I couldn't give mine away either
I had a Brown 20x24 process camera at my office and when we had to move to a smaller facility I tried to get rid of it. No takers other then a scrap steel guy. It was 8 feet long, weighed in at over 1000 lbs and was totally obsolete in todays world of scanners and CAD systems. I used to use if for making film tools of printed circuit board artwork and reducing schematic drawings to smaller sizes for publications. I had bought it many years ago for around $3500 at a printing company auction. Can't complain, got 20 good years out of it.

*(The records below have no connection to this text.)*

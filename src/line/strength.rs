use super::evaluator::Evaluator;
use super::kind::Kind;
use crate::cards::Card;
use serde::Serialize;

/// A complete formation's strength.
///
/// Ordered by kind first and value second, so the derived ordering is the
/// comparison rule. Two strengths that compare Equal are a genuine tie.
#[derive(Debug, Clone, Copy, Hash, Eq, PartialEq, PartialOrd, Ord, Serialize)]
pub struct Strength {
    kind: Kind,
    value: u8,
}

impl Strength {
    pub fn kind(&self) -> Kind {
        self.kind
    }
    /// High card for patterned kinds, total of ranks for [`Kind::Sum`].
    pub fn value(&self) -> u8 {
        self.value
    }
}

impl From<[Card; 3]> for Strength {
    fn from(cards: [Card; 3]) -> Self {
        Evaluator::from(cards).find_strength()
    }
}

impl From<(Kind, u8)> for Strength {
    fn from((kind, value): (Kind, u8)) -> Self {
        Self { kind, value }
    }
}

impl std::fmt::Display for Strength {
    fn fmt(&self, f: &mut std::fmt::Formatter) -> std::fmt::Result {
        write!(f, "{:<9}{:>2}", self.kind, self.value)
    }
}
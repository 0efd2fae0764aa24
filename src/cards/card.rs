/// A single clan card. Immutable, compared by value.
#[derive(Debug, Clone, Copy, Hash, PartialEq, Eq, PartialOrd, Ord, Serialize, Deserialize)]
pub struct Card {
    rank: Rank,
    clan: Clan,
}

impl Card {
    pub fn rank(&self) -> Rank {
        self.rank
    }
    pub fn clan(&self) -> Clan {
        self.clan
    }
    /// Every card of the deck, clan-major, in ascending order.
    pub fn all() -> impl Iterator<Item = Self> {
        Clan::all()
            .into_iter()
            .flat_map(|clan| Rank::all().into_iter().map(move |rank| Self::from((rank, clan))))
    }
}

impl From<(Rank, Clan)> for Card {
    fn from((rank, clan): (Rank, Clan)) -> Self {
        Self { rank, clan }
    }
}

/// u8 isomorphism
/// each card is mapped to its location in a sorted deck 0-53
/// 4y
/// 2 * 9 + 3 = 21
impl From<Card> for u8 {
    fn from(c: Card) -> u8 {
        u8::from(c.clan) * N_RANKS as u8 + u8::from(c.rank) - 1
    }
}
impl TryFrom<u8> for Card {
    type Error = anyhow::Error;
    fn try_from(n: u8) -> Result<Self, Self::Error> {
        Ok(Self {
            rank: Rank::try_from(n % N_RANKS as u8 + 1)?,
            clan: Clan::try_from(n / N_RANKS as u8)?,
        })
    }
}

/// str isomorphism
/// rank digit followed by clan letter, e.g. "7b"
impl TryFrom<&str> for Card {
    type Error = anyhow::Error;
    fn try_from(s: &str) -> Result<Self, Self::Error> {
        let mut chars = s.trim().chars();
        match (chars.next(), chars.next(), chars.next()) {
            (Some(r), Some(c), None) => Ok(Self {
                rank: Rank::try_from(r)?,
                clan: Clan::try_from(c)?,
            }),
            _ => Err(anyhow::anyhow!("invalid card str: {}", s)),
        }
    }
}

impl Arbitrary for Card {
    fn random() -> Self {
        let n = rand::random_range(0..N_CARDS as u8);
        Self::from((Rank::all()[n as usize % N_RANKS], Clan::all()[n as usize / N_RANKS]))
    }
}

impl Display for Card {
    fn fmt(&self, f: &mut Formatter) -> std::fmt::Result {
        write!(f, "{}{}", self.rank, self.clan)
    }
}

use super::clan::Clan;
use super::rank::Rank;
use crate::Arbitrary;
use crate::N_CARDS;
use crate::N_RANKS;
use serde::Deserialize;
use serde::Serialize;
use std::fmt::Display;
use std::fmt::Formatter;
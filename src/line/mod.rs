//! The contested line.
//!
//! - [`CardSet`] holds up to three cards for one side of one stone
//! - [`Evaluator`] classifies a full set into a [`Strength`] of some [`Kind`]
//! - [`Stone`] pairs two sets with a monotonic [`Winner`]
//! - [`Line`] is the owned row of nine stones
//! - [`BattleLine`] shares a line between the room and its readers
//! - [`Snapshot`] is a detached, serializable copy for display
mod battleline;
mod evaluator;
mod kind;
mod line;
mod rejection;
mod set;
mod side;
mod snapshot;
mod stone;
mod strength;
mod winner;

pub use battleline::*;
pub use evaluator::*;
pub use kind::*;
pub use line::*;
pub use rejection::*;
pub use set::*;
pub use side::*;
pub use snapshot::*;
pub use stone::*;
pub use strength::*;
pub use winner::*;
//! Contested-line engine for a two-player Battle Line style duel.
//!
//! Two player actors alternately draw from a shared [`cards::Shoe`] and commit
//! cards to one of nine stones on a shared [`line::BattleLine`]. A stone is won
//! by whichever side holds the stronger 3-card formation once both sides are full.
//!
//! ## Modules
//!
//! - [`cards`] — clans, ranks, cards, the owned [`cards::Deck`] and its synchronized [`cards::Shoe`]
//! - [`line`] — card sets, formation evaluation, stones and the battle line itself
//! - [`gameroom`] — the coordinator [`gameroom::Room`], player actors, messages and arbiters
//! - [`players`] — reference [`gameroom::Strategy`] implementations
pub mod cards;
pub mod gameroom;
pub mod line;
pub mod players;

// ============================================================================
// LINE GEOMETRY
// ============================================================================
/// Number of stones in the battle line.
pub const N_STONES: usize = 9;
/// Cards each side may commit to a single stone.
pub const CAPACITY: usize = 3;
/// Players at the table. One per side of the line.
pub const N_SIDES: usize = 2;

// ============================================================================
// CARD SPACE
// ============================================================================
/// Distinct ranks per clan (1 through 9).
pub const N_RANKS: usize = 9;
/// Distinct clans.
pub const N_CLANS: usize = 6;
/// Cards in a full deck, each appearing exactly once.
pub const N_CARDS: usize = N_RANKS * N_CLANS;

// ============================================================================
// TURN COORDINATION
// ============================================================================
/// Cards dealt to each player before the first turn.
pub const OPENING_HAND: usize = 6;
/// Idle interval between maintenance passes (winner sweep + snapshot publish).
pub const MAINTENANCE_INTERVAL: std::time::Duration = std::time::Duration::from_millis(10);
/// Time a player has to answer a turn before it is forfeited.
pub const TURN_TIMEOUT: std::time::Duration = std::time::Duration::from_secs(30);

// ============================================================================
// TRAITS
// ============================================================================
/// Random instance generation for testing and benchmarking.
pub trait Arbitrary {
    /// Generate a uniformly random instance.
    fn random() -> Self;
}

// ============================================================================
// RUNTIME UTILITIES
// ============================================================================
/// Initialize dual logging (terminal + file) with timestamped log files.
/// Creates `logs/` directory and writes DEBUG level to file, INFO to terminal.
#[cfg(feature = "cli")]
pub fn log() -> anyhow::Result<()> {
    std::fs::create_dir_all("logs")?;
    let config = simplelog::ConfigBuilder::new()
        .set_location_level(log::LevelFilter::Off)
        .set_target_level(log::LevelFilter::Off)
        .set_thread_level(log::LevelFilter::Off)
        .build();
    let time = std::time::SystemTime::now()
        .duration_since(std::time::UNIX_EPOCH)?
        .as_secs();
    let file = simplelog::WriteLogger::new(
        log::LevelFilter::Debug,
        config.clone(),
        std::fs::File::create(format!("logs/{}.log", time))?,
    );
    let term = simplelog::TermLogger::new(
        log::LevelFilter::Info,
        config.clone(),
        simplelog::TerminalMode::Mixed,
        simplelog::ColorChoice::Auto,
    );
    simplelog::CombinedLogger::init(vec![term, file])?;
    Ok(())
}

/// Register a Ctrl+C handler that asks the room to stop after the current message.
/// A second Ctrl+C exits immediately.
#[cfg(feature = "cli")]
pub fn kys(stopper: gameroom::Stopper) {
    tokio::spawn(async move {
        if tokio::signal::ctrl_c().await.is_ok() {
            println!();
            log::warn!("interrupt received, stopping the room");
            stopper.stop();
        }
        if tokio::signal::ctrl_c().await.is_ok() {
            log::warn!("violent interrupt received, exiting immediately");
            std::process::exit(0);
        }
    });
}

/// Parse duration string like "250ms", "30s", "5m", "2h" into Duration.
pub fn parse_duration(s: &str) -> Option<std::time::Duration> {
    let s = s.trim();
    if let Some(num) = s.strip_suffix("ms") {
        return num.parse().ok().map(std::time::Duration::from_millis);
    }
    let (num, unit) = s.split_at(s.len().saturating_sub(1));
    let value: u64 = num.parse().ok()?;
    match unit {
        "s" => Some(std::time::Duration::from_secs(value)),
        "m" => Some(std::time::Duration::from_secs(value * 60)),
        "h" => Some(std::time::Duration::from_secs(value * 3600)),
        _ => None,
    }
}

#[cfg(test)]
mod tests {
    use super::*;
    use std::time::Duration;

    #[test]
    fn deck_fills_every_slot_exactly() {
        assert_eq!(N_CARDS, N_STONES * CAPACITY * N_SIDES);
    }

    #[test]
    fn parses_durations() {
        assert_eq!(parse_duration("250ms"), Some(Duration::from_millis(250)));
        assert_eq!(parse_duration("30s"), Some(Duration::from_secs(30)));
        assert_eq!(parse_duration("5m"), Some(Duration::from_secs(300)));
        assert_eq!(parse_duration("2h"), Some(Duration::from_secs(7200)));
        assert_eq!(parse_duration("2d"), None);
        assert_eq!(parse_duration("ms"), None);
        assert_eq!(parse_duration(""), None);
    }
}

On the bright side, I took the vacuum film holder apart and made a nice 20x24 vacuum easel out of it. I took the copy board off and made a nice contact print frame out of it. And I gutted the bellows and shutter and lens out of it in case I ever wanted to build some sort of large format camera, it used an electric packard shutter and had a nice 240mm G Claron, makes for a very nice enlarging lens. And I took the electronics panel out as it had some nice timers.
Was like taking apart an old friend, but times are changing I guess, and now I have a beautiful oak based vacuum easel to use, so not a total waste.
If anyone can pick these units up, it is well worth it to strip them down, for those parts as I did, and then drop the rest off at the scrap yard. Lots of good usable parts on them as long as you have a forklift to move them around.